- Genre: Comedy
- Based on: The comic and book series by Lincoln Peirce
- Developed by: Mitch Watson
- Voices of: Ben Giroux; Dove Cameron; Rob Delaney; Arnie Pantoja; Charlie Schlatter; Kevin Michael Richardson; Carolyn Hennesy; Daniel MK Cohen; Bryce Charles; Ali Stroker;
- Music by: Frederik Wiedmann
- Country of origin: United States
- Original language: English
- No. of seasons: 2
- No. of episodes: 52

Production
- Executive producers: John Cohen; Mitch Watson;
- Producer: Amy McKenna
- Running time: 22–23 minutes
- Production companies: John Cohen Productions; Nickelodeon Animation Studio;

Original release
- Network: Paramount+
- Release: February 17, 2022 – August 26, 2024

= Big Nate (TV series) =

American animated television series

Big Nate is an American animated television series developed by Mitch Watson and based on the comic strip and book series of the same name by Lincoln Peirce. It follows the adventures of the titular protagonist, alongside his friends, in sixth grade. The executive producers are Mitch Watson and John Cohen. Peirce is also collaborating with the producers for the show. The show premiered on Paramount+ on February 17, 2022. In March 2022, the series was renewed for a second season, which premiered on July 7, 2023.

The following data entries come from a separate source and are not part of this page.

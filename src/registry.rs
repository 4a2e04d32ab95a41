//! Handler registry - the in-crate [`ServiceLocator`] implementation.
//!
//! The registry maps (request, response) keys to handler instances.
//! Registration is explicit; there is no scanning or discovery.
//!
//! # Duplicate registrations
//!
//! Registering a second handler for the same request type replaces the
//! first: **last registration wins**. This policy belongs to the registry,
//! not the dispatcher - a different [`ServiceLocator`] implementation is
//! free to choose another one. Replacements are logged at `warn` level.
//!
//! # Example
//!
//! ```
//! use courier::{HandlerRegistry, Request};
//!
//! struct Echo(String);
//!
//! impl Request for Echo {
//!     type Response = String;
//! }
//!
//! let mut registry = HandlerRegistry::new();
//! registry.register_fn(|req: Echo, _cancel| async move { Ok(req.0) });
//! assert!(registry.contains::<Echo>());
//! ```

use std::collections::HashMap;
use std::future::Future;
use std::sync::Arc;

use tokio_util::sync::CancellationToken;

use crate::error::Result;
use crate::handler::{FnHandler, Handler};
use crate::key::HandlerKey;
use crate::locator::{erase, ErasedHandler, ServiceLocator};
use crate::request::Request;

/// Registry mapping lookup keys to handlers.
#[derive(Default)]
pub struct HandlerRegistry {
    handlers: HashMap<HandlerKey, ErasedHandler>,
}

impl HandlerRegistry {
    /// Create a new empty registry.
    pub fn new() -> Self {
        Self {
            handlers: HashMap::new(),
        }
    }

    /// Register a handler for its request type.
    ///
    /// Replaces any existing registration for the same key (last wins).
    pub fn register<R, H>(&mut self, handler: H)
    where
        R: Request,
        H: Handler<R>,
    {
        self.insert::<R>(Arc::new(handler));
    }

    /// Register an async closure as the handler for `R`.
    ///
    /// Equivalent to wrapping the closure in [`FnHandler`] and calling
    /// [`register`](Self::register).
    pub fn register_fn<R, F, Fut>(&mut self, handler: F)
    where
        R: Request,
        F: Fn(R, CancellationToken) -> Fut + Send + Sync + 'static,
        Fut: Future<Output = Result<R::Response>> + Send + 'static,
    {
        self.insert::<R>(Arc::new(FnHandler::new(handler)));
    }

    /// Register an already-shared handler instance.
    pub fn register_arc<R: Request>(&mut self, handler: Arc<dyn Handler<R>>) {
        self.insert::<R>(handler);
    }

    fn insert<R: Request>(&mut self, handler: Arc<dyn Handler<R>>) {
        let key = HandlerKey::of::<R>();
        if self.handlers.insert(key.clone(), erase::<R>(handler)).is_some() {
            tracing::warn!("Replaced handler for {} (last registration wins)", key);
        } else {
            tracing::debug!("Registered handler for {}", key);
        }
    }

    /// Whether a handler is registered for the request type.
    pub fn contains<R: Request>(&self) -> bool {
        self.handlers.contains_key(&HandlerKey::of::<R>())
    }

    /// Number of registered handlers.
    pub fn len(&self) -> usize {
        self.handlers.len()
    }

    /// Whether the registry is empty.
    pub fn is_empty(&self) -> bool {
        self.handlers.is_empty()
    }
}

impl ServiceLocator for HandlerRegistry {
    fn resolve(&self, key: &HandlerKey) -> Option<ErasedHandler> {
        self.handlers.get(key).map(Arc::clone)
    }
}
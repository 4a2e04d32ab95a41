//! Integration tests for courier.
//!
//! These tests exercise the full dispatch path: registration, resolution,
//! invocation, and error propagation through the public API only.

use std::sync::atomic::{AtomicUsize, Ordering};
use std::sync::Arc;

use courier::{
    BoxFuture, CourierError, ErasedHandler, FnHandler, Handler, HandlerKey, HandlerRegistry,
    Request, Result, Sender, ServiceLocator,
};
use tokio_util::sync::CancellationToken;

struct Echo;

impl Request for Echo {
    type Response = String;
}

struct Missing;

impl Request for Missing {
    type Response = String;
}

struct Add {
    lhs: i64,
    rhs: i64,
}

impl Request for Add {
    type Response = i64;
}

#[derive(Debug, thiserror::Error)]
#[error("boom")]
struct Boom;

fn echo_registry() -> HandlerRegistry {
    let mut registry = HandlerRegistry::new();
    registry.register_fn(|_: Echo, _| async { Ok("ok".to_string()) });
    registry
}

/// The Echo/Missing scenario: a registered request dispatches, an
/// unregistered one fails with an error naming its type.
#[tokio::test]
async fn test_echo_dispatches_and_missing_does_not() {
    let sender = Sender::new(Arc::new(echo_registry()));

    assert_eq!(sender.send(Echo).await.unwrap(), "ok");

    let err = sender.send(Missing).await.unwrap_err();
    assert!(matches!(err, CourierError::HandlerNotFound(_)));
    assert!(err.to_string().contains("Missing"));
}

/// A struct handler works the same as a closure handler.
#[tokio::test]
async fn test_struct_handler_dispatch() {
    struct AddHandler;

    impl Handler<Add> for AddHandler {
        fn handle(&self, request: Add, _cancel: CancellationToken) -> BoxFuture<'_, Result<i64>> {
            Box::pin(async move { Ok(request.lhs + request.rhs) })
        }
    }

    let mut registry = HandlerRegistry::new();
    registry.register(AddHandler);
    let sender = Sender::new(Arc::new(registry));

    let sum = sender.send(Add { lhs: 40, rhs: 2 }).await.unwrap();
    assert_eq!(sum, 42);
}

/// A domain error raised in the handler reaches the caller with its kind
/// and message intact.
#[tokio::test]
async fn test_domain_error_propagates_with_kind_and_message() {
    let mut registry = HandlerRegistry::new();
    registry.register_fn(|_: Echo, _| async { Err::<String, _>(CourierError::handler(Boom)) });
    let sender = Sender::new(Arc::new(registry));

    let err = sender.send(Echo).await.unwrap_err();
    assert_eq!(err.to_string(), "boom");
    assert!(err
        .handler_error()
        .and_then(|e| e.downcast_ref::<Boom>())
        .is_some());
}

/// Last registration wins at the registry boundary, and dispatch follows
/// whatever the locator resolves.
#[tokio::test]
async fn test_last_registration_wins_through_dispatch() {
    let mut registry = HandlerRegistry::new();
    registry.register_fn(|_: Echo, _| async { Ok("first".to_string()) });
    registry.register_fn(|_: Echo, _| async { Ok("second".to_string()) });
    let sender = Sender::new(Arc::new(registry));

    assert_eq!(sender.send(Echo).await.unwrap(), "second");
}

/// The dispatcher works against any locator implementation, not just the
/// in-crate registry.
#[tokio::test]
async fn test_custom_locator_implementation() {
    struct SingleEntryLocator {
        key: HandlerKey,
        handler: ErasedHandler,
    }

    impl ServiceLocator for SingleEntryLocator {
        fn resolve(&self, key: &HandlerKey) -> Option<ErasedHandler> {
            (*key == self.key).then(|| Arc::clone(&self.handler))
        }
    }

    let handler: Arc<dyn Handler<Echo>> =
        Arc::new(FnHandler::new(|_: Echo, _| async { Ok("custom".to_string()) }));
    let locator = SingleEntryLocator {
        key: HandlerKey::of::<Echo>(),
        handler: courier::erase::<Echo>(handler),
    };
    let sender = Sender::new(Arc::new(locator));

    assert_eq!(sender.send(Echo).await.unwrap(), "custom");
    assert!(matches!(
        sender.send(Missing).await.unwrap_err(),
        CourierError::HandlerNotFound(_)
    ));
}

/// Concurrent sends from parallel tasks complete independently, each
/// invoking the handler exactly once.
#[tokio::test(flavor = "multi_thread", worker_threads = 4)]
async fn test_concurrent_sends_are_independent() {
    let calls = Arc::new(AtomicUsize::new(0));
    let calls_in_handler = Arc::clone(&calls);

    let mut registry = HandlerRegistry::new();
    registry.register_fn(move |req: Add, _| {
        let calls = Arc::clone(&calls_in_handler);
        async move {
            calls.fetch_add(1, Ordering::SeqCst);
            tokio::task::yield_now().await;
            Ok(req.lhs + req.rhs)
        }
    });
    let sender = Sender::new(Arc::new(registry));

    let mut tasks = Vec::new();
    for i in 0..32i64 {
        let sender = sender.clone();
        tasks.push(tokio::spawn(async move {
            sender.send(Add { lhs: i, rhs: 1 }).await.unwrap()
        }));
    }

    for (i, task) in tasks.into_iter().enumerate() {
        assert_eq!(task.await.unwrap(), i as i64 + 1);
    }
    assert_eq!(calls.load(Ordering::SeqCst), 32);
}

/// A cancellation observed mid-handler makes the handler's own policy
/// visible to the caller; the dispatcher itself never reacts to the token.
#[tokio::test]
async fn test_cancellation_mid_flight_is_the_handlers_call() {
    struct WaitForCancel;

    impl Request for WaitForCancel {
        type Response = &'static str;
    }

    let mut registry = HandlerRegistry::new();
    registry.register_fn(|_: WaitForCancel, cancel: CancellationToken| async move {
        cancel.cancelled().await;
        Ok("aborted by handler")
    });
    let sender = Sender::new(Arc::new(registry));

    let token = CancellationToken::new();
    let dispatched = {
        let sender = sender.clone();
        let token = token.clone();
        tokio::spawn(async move { sender.send_with_cancellation(WaitForCancel, token).await })
    };

    token.cancel();
    assert_eq!(dispatched.await.unwrap().unwrap(), "aborted by handler");
}

/// Per-call resolution: a locator handing out a fresh handler instance per
/// resolve sees one resolution per send.
#[tokio::test]
async fn test_per_call_resolution_respects_locator_scoping() {
    struct FreshPerCallLocator {
        resolutions: AtomicUsize,
    }

    impl ServiceLocator for FreshPerCallLocator {
        fn resolve(&self, key: &HandlerKey) -> Option<ErasedHandler> {
            if *key != HandlerKey::of::<Echo>() {
                return None;
            }
            let n = self.resolutions.fetch_add(1, Ordering::SeqCst) + 1;
            let handler: Arc<dyn Handler<Echo>> =
                Arc::new(FnHandler::new(move |_: Echo, _| async move {
                    Ok(format!("instance {n}"))
                }));
            Some(courier::erase::<Echo>(handler))
        }
    }

    let locator = Arc::new(FreshPerCallLocator {
        resolutions: AtomicUsize::new(0),
    });
    let sender = Sender::new(Arc::clone(&locator) as Arc<dyn ServiceLocator>);

    assert_eq!(sender.send(Echo).await.unwrap(), "instance 1");
    assert_eq!(sender.send(Echo).await.unwrap(), "instance 2");
    assert_eq!(locator.resolutions.load(Ordering::SeqCst), 2);
}
//! Service locator boundary.
//!
//! The locator is an external collaborator: it maps a [`HandlerKey`] to a
//! handler instance or reports that nothing is registered. The dispatcher
//! receives one at construction and treats it as opaque; it never reaches
//! into process-wide state. [`crate::HandlerRegistry`] is the in-crate
//! implementation, but anything that can produce an [`ErasedHandler`] per
//! key works - a DI container adapter, a per-request scope, a test double.
//!
//! Handlers cross this boundary type-erased because a single locator must
//! store handlers for many different request types. [`erase`] builds the
//! erased form; the dispatcher downcasts it back against the same key it
//! resolved with, so a successful downcast is guaranteed for any locator
//! that only stores entries built by [`erase`] under their own key.

use std::any::Any;
use std::sync::Arc;

use crate::handler::Handler;
use crate::key::HandlerKey;
use crate::request::Request;

/// Type-erased handler instance as stored and resolved by locators.
pub type ErasedHandler = Arc<dyn Any + Send + Sync>;

/// Maps a lookup key to a handler instance.
///
/// Implementations must be safe for concurrent resolution; the dispatcher
/// queries read-only and imposes no locking of its own. Whether `resolve`
/// constructs a fresh instance per call or returns a shared one is the
/// implementation's lifetime policy - the dispatcher re-resolves on every
/// dispatch, so per-request scoping is respected.
pub trait ServiceLocator: Send + Sync {
    /// Resolve the handler registered for `key`, or `None` if nothing is.
    fn resolve(&self, key: &HandlerKey) -> Option<ErasedHandler>;
}

/// Erase a handler for storage in a locator.
pub fn erase<R: Request>(handler: Arc<dyn Handler<R>>) -> ErasedHandler {
    Arc::new(handler)
}

/// Recover the typed handler from its erased form.
///
/// Returns `None` if the erased value was not built by [`erase`] for the
/// same request type - a mismatched registration in the locator.
pub(crate) fn downcast<R: Request>(erased: &ErasedHandler) -> Option<&Arc<dyn Handler<R>>> {
    erased.downcast_ref::<Arc<dyn Handler<R>>>()
}
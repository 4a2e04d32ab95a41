//! The dispatcher - resolves and invokes the handler for a request.
//!
//! [`Sender`] is stateless beyond its locator reference: each call computes
//! the lookup key from the request's type, asks the locator for the one
//! handler registered under it, invokes it, and returns the handler's
//! result verbatim. Nothing is cached between calls, so a locator that
//! scopes handler lifetimes (per-request instances, say) keeps control.
//!
//! # Example
//!
//! ```
//! use std::sync::Arc;
//! use courier::{HandlerRegistry, Request, Sender};
//!
//! struct Echo(String);
//!
//! impl Request for Echo {
//!     type Response = String;
//! }
//!
//! # #[tokio::main(flavor = "current_thread")]
//! # async fn main() {
//! let mut registry = HandlerRegistry::new();
//! registry.register_fn(|req: Echo, _cancel| async move { Ok(req.0) });
//!
//! let sender = Sender::new(Arc::new(registry));
//! let reply = sender.send(Echo("hello".into())).await.unwrap();
//! assert_eq!(reply, "hello");
//! # }
//! ```

use std::sync::Arc;

use tokio_util::sync::CancellationToken;

use crate::error::{CourierError, Result};
use crate::key::HandlerKey;
use crate::locator::{downcast, ServiceLocator};
use crate::request::Request;

/// Dispatcher for typed requests.
///
/// `Clone` and safe to share across concurrently running tasks: it holds no
/// per-call state, so many `send` calls may proceed in parallel without
/// coordination, provided the locator is safe for concurrent queries (its
/// `Send + Sync` bound).
#[derive(Clone)]
pub struct Sender {
    locator: Arc<dyn ServiceLocator>,
}

impl Sender {
    /// Create a dispatcher over the given locator.
    ///
    /// The locator is the only state; the dispatcher queries it read-only.
    pub fn new(locator: Arc<dyn ServiceLocator>) -> Self {
        Self { locator }
    }

    /// Dispatch a request with no cancellation signal.
    ///
    /// The handler receives a fresh token that is never cancelled, the
    /// equivalent of "cancellation = none".
    pub async fn send<R: Request>(&self, request: R) -> Result<R::Response> {
        self.send_with_cancellation(request, CancellationToken::new())
            .await
    }

    /// Dispatch a request, forwarding the caller's cancellation token.
    ///
    /// The token is threaded through to the handler unmodified; the
    /// dispatcher never observes it. Whether cancellation aborts promptly
    /// or is ignored is the handler's own policy.
    ///
    /// # Errors
    ///
    /// - [`CourierError::HandlerNotFound`] if the locator has no usable
    ///   registration for the (request, response) key; the error names the
    ///   key so missing registrations are diagnosable from the message.
    /// - Any error the handler itself returns, propagated unchanged.
    pub async fn send_with_cancellation<R: Request>(
        &self,
        request: R,
        cancel: CancellationToken,
    ) -> Result<R::Response> {
        let key = HandlerKey::of::<R>();

        tracing::debug!("Resolving handler for {}", key);
        let erased = self
            .locator
            .resolve(&key)
            .ok_or_else(|| CourierError::HandlerNotFound(key.clone()))?;

        // A resolved instance of the wrong type is a mismatched
        // registration in the locator; surface it as the lookup failing.
        let handler = downcast::<R>(&erased).ok_or_else(|| {
            tracing::error!("Locator returned a mismatched instance for {}", key);
            CourierError::HandlerNotFound(key.clone())
        })?;

        handler.handle(request, cancel).await
    }
}
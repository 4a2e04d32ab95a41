//! # courier
//!
//! Minimal in-process request/response dispatcher.
//!
//! Callers submit a typed request value and receive a typed response; the
//! dispatcher locates and invokes the single handler registered for that
//! request's concrete type, without the caller ever naming the handler.
//!
//! ## Architecture
//!
//! - **Request contract**: [`Request`] ties a request type to its response
//!   type at compile time
//! - **Handler**: [`Handler`] produces the response for exactly one
//!   (request, response) pair, asynchronously, observing a cancellation token
//! - **Locator**: [`ServiceLocator`] maps a [`HandlerKey`] to a handler
//!   instance; [`HandlerRegistry`] is the in-crate implementation
//! - **Dispatcher**: [`Sender`] computes the key, resolves, invokes, and
//!   returns the handler's result verbatim
//!
//! ## Example
//!
//! ```
//! use std::sync::Arc;
//! use courier::{HandlerRegistry, Request, Sender};
//!
//! struct Greet {
//!     name: String,
//! }
//!
//! impl Request for Greet {
//!     type Response = String;
//! }
//!
//! # #[tokio::main(flavor = "current_thread")]
//! # async fn main() {
//! let mut registry = HandlerRegistry::new();
//! registry.register_fn(|req: Greet, _cancel| async move {
//!     Ok(format!("hello, {}", req.name))
//! });
//!
//! let sender = Sender::new(Arc::new(registry));
//! let reply = sender.send(Greet { name: "world".into() }).await.unwrap();
//! assert_eq!(reply, "hello, world");
//! # }
//! ```

pub mod error;
pub mod handler;
pub mod key;
pub mod locator;
pub mod registry;
pub mod request;

mod sender;

pub use error::{BoxError, CourierError, Result};
pub use handler::{BoxFuture, FnHandler, Handler};
pub use key::HandlerKey;
pub use locator::{erase, ErasedHandler, ServiceLocator};
pub use registry::HandlerRegistry;
pub use request::Request;
pub use sender::Sender;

On March 28, 2024, the series was removed from Paramount+ as part of a "strategic decision to focus on content with mass global appeal". Production on the series ended on July 25, 2024. Despite the removal from Paramount+, most episodes of the show are still available to purchase on digital platforms. On August 26, 2024, every season two episode, including all of the previously unreleased episodes of the season, were put on Apple TV and Amazon Prime for purchase.

== Premise ==
Big Nate follows the adventures and misadventures of Nate Wright, a semi-incompetent, spirited, and rebellious sixth-grader. His friend group includes Francis, Dee Dee, Teddy, and Chad. Nate hates social studies teacher Mrs. Godfrey, whom he considers his nemesis and calls her names like "the school's Godzilla", and tends to run afoul of her, the firm Principal Nichols, and the aging science teacher Mr. Galvin. At home, Nate lives with his single father Martin and older sister Ellen.

== Characters ==

- Nate Wright (voiced by Ben Giroux), a semi-incompetent, spirited, rebellious 11-year old sixth-grader, who loves to pull pranks and draw cartoons.
- Ellen Wright (voiced by Dove Cameron), Nate's girly antagonistic older sister who is responsible and mature.
- Martin Wright (voiced by Rob Delaney), the clueless single father of Nate and Ellen.
- Francis Pope (voiced by Daniel MK Cohen), one of Nate's friends in his friend group, who is smart and intelligent.
- Dee Dee Holloway (voiced by Bryce Charles), one of Nate's friends in his friend group and the president of the school's drama club. Unlike the comic strip, she is a lesbian.
- Teddy Ortiz (voiced by Arnie Pantoja), one of Nate's friends in his friend group who is comedic and loves to tell jokes and annoy Nate. He is half-Mexican-American, and half-Puerto-Rican.
- Chad Applewhite (voiced by Charlie Schlatter), one of Nate's friends in his friend group, who is a red-headed chubby kid who loves food.
- Principal Nichols (voiced by Kevin Michael Richardson), the principal at P.S. 38.
- Mrs. Godfrey (voiced by Carolyn Hennesy), Nate's social studies teacher and arch-nemesis.
- Amy (voiced by Ali Stroker), a character specifically created for the TV series, she is one of Nate's friends in his friend group from New York, who is Dee Dee’s girlfriend, and uses an electric wheelchair like her actress. She first appeared in the episode: "Sixtween Candles".

== Release ==
The series was originally planned to premiere on Nickelodeon in September 2021. However, in December 2021, with the casting, it was announced that it would premiere on Paramount+ in early 2022, later specified as February 17. On August 3, 2022, it was announced that nine new episodes would release on Paramount+ on August 19, 2022. The series began airing on Nickelodeon on September 5, 2022.

== Production ==
In 1991, the first year the Big Nate comic was published, Peanuts executive producer Lee Mendelson purchased the option from Lincoln Peirce to make an animated Big Nate television series for Saturday-morning cartoons at NBC; Peirce "was paid $5,000 to write a quote-on-quote bible describing the characters and outlining a few story ideas". However, the day after this deal was finalized, all NBC Saturday-morning cartoons were cancelled, and development on the initial series was scrapped.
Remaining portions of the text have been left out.